Architecture Diagram

hdfs-shell-sftp-delivery

Overview

You’ll pull curated partitions from HDFS to a staging folder, generate CSV/Parquet exports, compress them, and create a checksum/manifest. The script then connects over SSH (key-based) to the partner’s SFTP, uploads with retries, verifies integrity, and moves files to an archive for audit.

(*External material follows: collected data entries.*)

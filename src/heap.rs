//! The cons-cell heap: a fixed-capacity arena of cells with one allocation
//! primitive and one explicit collection entry point.
//!
//! Cells are addressed by index into a `Vec`, never by raw pointer, which
//! keeps the whole heap safe-Rust: no unsafe aliasing to reason about, at
//! the cost of a `Vec` lookup per access. `car` holds either nothing, an
//! inline [`Number`][crate::value::Number], or another cell's index; `cdr`
//! holds either nothing or another cell's index, never a bare number.

use log::{debug, trace};
use std::collections::HashSet;

use crate::error::{MiniLangError, Result};

/// A handle to a cell slot in the heap. Never dereferenced directly;
/// always resolved through [`Heap::car`]/[`Heap::cdr`] or similar.
#[derive(Debug, Clone, Copy, PartialEq, Eq, Hash, PartialOrd, Ord)]
pub struct CellIndex(u32);

impl CellIndex {
    fn new(idx: usize) -> Self {
        CellIndex(idx as u32)
    }

    fn index(self) -> usize {
        self.0 as usize
    }
}

impl std::fmt::Display for CellIndex {
    fn fmt(&self, f: &mut std::fmt::Formatter<'_>) -> std::fmt::Result {
        write!(f, "#{}", self.0)
    }
}

/// The contents of a cell's `car` slot.
#[derive(Debug, Clone, Copy, PartialEq, Eq)]
pub enum Slot {
    /// Neither a number nor a cell reference (an empty cell, or a `cdr`
    /// pointing at nothing, i.e. the end of a list).
    Empty,
    /// An inline integer. Never independently heap-allocated or swept.
    Number(i64),
    /// A reference to another cell.
    Cell(CellIndex),
}

impl Slot {
    pub fn as_cell(self) -> Option<CellIndex> {
        match self {
            Slot::Cell(idx) => Some(idx),
            _ => None,
        }
    }

    pub fn as_number(self) -> Option<i64> {
        match self {
            Slot::Number(n) => Some(n),
            _ => None,
        }
    }
}

#[derive(Debug, Clone)]
struct Cell {
    car: Slot,
    cdr: Option<CellIndex>,
    allocated: bool,
    mark: bool,
}

impl Cell {
    fn empty() -> Self {
        Cell {
            car: Slot::Empty,
            cdr: None,
            allocated: false,
            mark: false,
        }
    }
}

/// A fixed-capacity pool of cons cells with a precise mark-and-sweep
/// collector.
#[derive(Debug)]
pub struct Heap {
    cells: Vec<Cell>,
    capacity: usize,
    collecting: bool,
}

impl Heap {
    /// Builds an empty heap able to hold at most `capacity` live cells.
    pub fn new(capacity: usize) -> Self {
        Heap {
            cells: (0..capacity).map(|_| Cell::empty()).collect(),
            capacity,
            collecting: false,
        }
    }

    pub fn capacity(&self) -> usize {
        self.capacity
    }

    pub fn count_allocated(&self) -> usize {
        self.cells.iter().filter(|c| c.allocated).count()
    }

    pub fn has_space(&self) -> bool {
        self.count_allocated() < self.capacity
    }

    /// Returns a freshly cleared, allocated cell's index. Triggers a
    /// collection using `roots` if the heap is full. `roots` must include
    /// every in-flight cell from the current operation, not just the name
    /// table's bindings, or a collection mid-construction could free a cell
    /// before it's attached anywhere.
    pub fn alloc(&mut self, roots: &[CellIndex]) -> Result<CellIndex> {
        if let Some(idx) = self.find_available() {
            trace!("alloc: reused free slot {idx}");
            return Ok(idx);
        }

        debug!(
            "alloc: heap full ({}/{}), collecting",
            self.count_allocated(),
            self.capacity
        );
        self.collect(roots)?;

        self.find_available().ok_or(MiniLangError::OutOfMemory)
    }

    fn find_available(&mut self) -> Option<CellIndex> {
        // Deterministic first-fit scan in index order: what gets allocated
        // and freed must not depend on scan order for a fixed root set.
        for (i, cell) in self.cells.iter_mut().enumerate() {
            if !cell.allocated {
                cell.car = Slot::Empty;
                cell.cdr = None;
                cell.mark = false;
                cell.allocated = true;
                return Some(CellIndex::new(i));
            }
        }
        None
    }

    pub fn car(&self, idx: CellIndex) -> Slot {
        self.cells[idx.index()].car
    }

    pub fn cdr(&self, idx: CellIndex) -> Option<CellIndex> {
        self.cells[idx.index()].cdr
    }

    /// Writes both slots of an already-allocated cell. Used right after
    /// `alloc` returns, by `cons` and by sequence materialization.
    pub fn set(&mut self, idx: CellIndex, car: Slot, cdr: Option<CellIndex>) {
        let cell = &mut self.cells[idx.index()];
        debug_assert!(cell.allocated, "set on a non-allocated cell {idx}");
        cell.car = car;
        cell.cdr = cdr;
    }

    /// Runs a full mark-and-sweep collection rooted at `roots`. Returns the
    /// number of cells freed. Fails only on reentrant invocation.
    pub fn collect(&mut self, roots: &[CellIndex]) -> Result<usize> {
        if self.collecting {
            return Err(MiniLangError::ReentrantCollection);
        }
        self.collecting = true;
        let before = self.count_allocated();

        #[cfg(feature = "pedantic-debug-assertions")]
        for &root in roots {
            debug_assert!(
                self.cells[root.index()].allocated,
                "root {root} passed to collect() is not an allocated cell"
            );
        }

        for cell in &mut self.cells {
            cell.mark = false;
        }

        let mut worklist: Vec<CellIndex> = roots.to_vec();
        while let Some(idx) = worklist.pop() {
            let cell = &mut self.cells[idx.index()];
            if cell.mark {
                continue;
            }
            cell.mark = true;
            if let Slot::Cell(child) = cell.car {
                worklist.push(child);
            }
            if let Some(child) = cell.cdr {
                worklist.push(child);
            }
        }

        let mut freed = 0usize;
        for cell in &mut self.cells {
            if cell.allocated && !cell.mark {
                cell.allocated = false;
                cell.car = Slot::Empty;
                cell.cdr = None;
                freed += 1;
            }
            cell.mark = false;
        }

        self.collecting = false;
        let after = self.count_allocated();
        debug!("collect: freed {freed} cells ({before} -> {after} allocated)");
        Ok(freed)
    }

    /// Computes the set of cells transitively reachable from `roots`,
    /// without mutating the heap. Used by tests to check the
    /// precise-accounting invariant without relying on `collect`'s
    /// side effects.
    pub fn reachable_from(&self, roots: &[CellIndex]) -> HashSet<CellIndex> {
        let mut seen = HashSet::new();
        let mut worklist: Vec<CellIndex> = roots.to_vec();
        while let Some(idx) = worklist.pop() {
            if !seen.insert(idx) {
                continue;
            }
            let cell = &self.cells[idx.index()];
            if let Slot::Cell(child) = cell.car {
                worklist.push(child);
            }
            if let Some(child) = cell.cdr {
                worklist.push(child);
            }
        }
        seen
    }

    #[cfg(test)]
    pub(crate) fn is_allocated(&self, idx: CellIndex) -> bool {
        self.cells[idx.index()].allocated
    }

    #[cfg(test)]
    pub(crate) fn all_marks_clear(&self) -> bool {
        self.cells.iter().all(|c| !c.mark)
    }
}

#[cfg(test)]
mod tests {
    use super::*;

    fn alloc_cons(heap: &mut Heap, car: Slot, cdr: Option<CellIndex>, roots: &[CellIndex]) -> CellIndex {
        let idx = heap.alloc(roots).expect("alloc should succeed");
        heap.set(idx, car, cdr);
        idx
    }

    #[test]
    fn alloc_fails_when_full_and_nothing_reclaimable() {
        let mut heap = Heap::new(2);
        let a = alloc_cons(&mut heap, Slot::Number(1), None, &[]);
        let b = alloc_cons(&mut heap, Slot::Number(2), Some(a), &[a]);
        let err = heap.alloc(&[b]).unwrap_err();
        assert_eq!(err, MiniLangError::OutOfMemory);
    }

    #[test]
    fn collect_reclaims_unrooted_cells() {
        let mut heap = Heap::new(2);
        let a = alloc_cons(&mut heap, Slot::Number(1), None, &[]);
        let _b = alloc_cons(&mut heap, Slot::Number(2), Some(a), &[a]);
        // Nothing is rooted now.
        let freed = heap.collect(&[]).unwrap();
        assert_eq!(freed, 2);
        assert_eq!(heap.count_allocated(), 0);
    }

    #[test]
    fn collect_is_idempotent() {
        let mut heap = Heap::new(3);
        let a = alloc_cons(&mut heap, Slot::Number(1), None, &[]);
        heap.collect(&[a]).unwrap();
        let before = heap.count_allocated();
        let freed_second = heap.collect(&[a]).unwrap();
        assert_eq!(freed_second, 0);
        assert_eq!(heap.count_allocated(), before);
    }

    #[test]
    fn collect_resets_all_marks() {
        let mut heap = Heap::new(3);
        let a = alloc_cons(&mut heap, Slot::Number(1), None, &[]);
        heap.collect(&[a]).unwrap();
        assert!(heap.all_marks_clear());
    }

    #[test]
    fn cyclic_structure_is_not_freed_while_rooted() {
        let mut heap = Heap::new(2);
        let a = heap.alloc(&[]).unwrap();
        let b = heap.alloc(&[a]).unwrap();
        // Make a cycle: a.cdr = b, b.cdr = a.
        heap.set(a, Slot::Number(1), Some(b));
        heap.set(b, Slot::Number(2), Some(a));
        let freed = heap.collect(&[a]).unwrap();
        assert_eq!(freed, 0);
        assert!(heap.is_allocated(a));
        assert!(heap.is_allocated(b));
    }

    #[test]
    fn cyclic_structure_is_freed_once_unrooted() {
        let mut heap = Heap::new(2);
        let a = heap.alloc(&[]).unwrap();
        let b = heap.alloc(&[a]).unwrap();
        heap.set(a, Slot::Number(1), Some(b));
        heap.set(b, Slot::Number(2), Some(a));
        let freed = heap.collect(&[]).unwrap();
        assert_eq!(freed, 2);
    }

    #[test]
    fn reentrant_collect_is_rejected() {
        let mut heap = Heap::new(1);
        heap.collecting = true;
        let err = heap.collect(&[]).unwrap_err();
        assert_eq!(err, MiniLangError::ReentrantCollection);
    }
}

Date-stamped filenames and idempotent logic prevent duplicates; cron or Airflow schedules the run.

What You Will Build

  • Shell scripts to select HDFS partitions (`hdfs dfs -get/-copyToLocal`), format CSV/Parquet, and add headers/footers.
  • Packaging + compression (`gzip/zip`) and checksum/manifest generator (MD5/SHA256).
  • SFTP delivery using OpenSSH `sftp/scp` (or Python Paramiko) with retries and exit-code checks.
  • Key management (ssh-keygen, `known_hosts`) and folders: `outbox/`, `sent/`, `archive/`, `error/`.
  • Optional: Airflow/cron wrapper + success/failure notification.

Tech Stack

HDFS, Linux shell, OpenSSH SFTP/SCP, Airflow/cron

Learning Outcomes

  • Reliable, auditable SFTP handoffs from the lake to external parties.
  • Integrity & compliance via manifest/checksum + local archive.
  • Hands-off runs with SSH keys and cron/Airflow.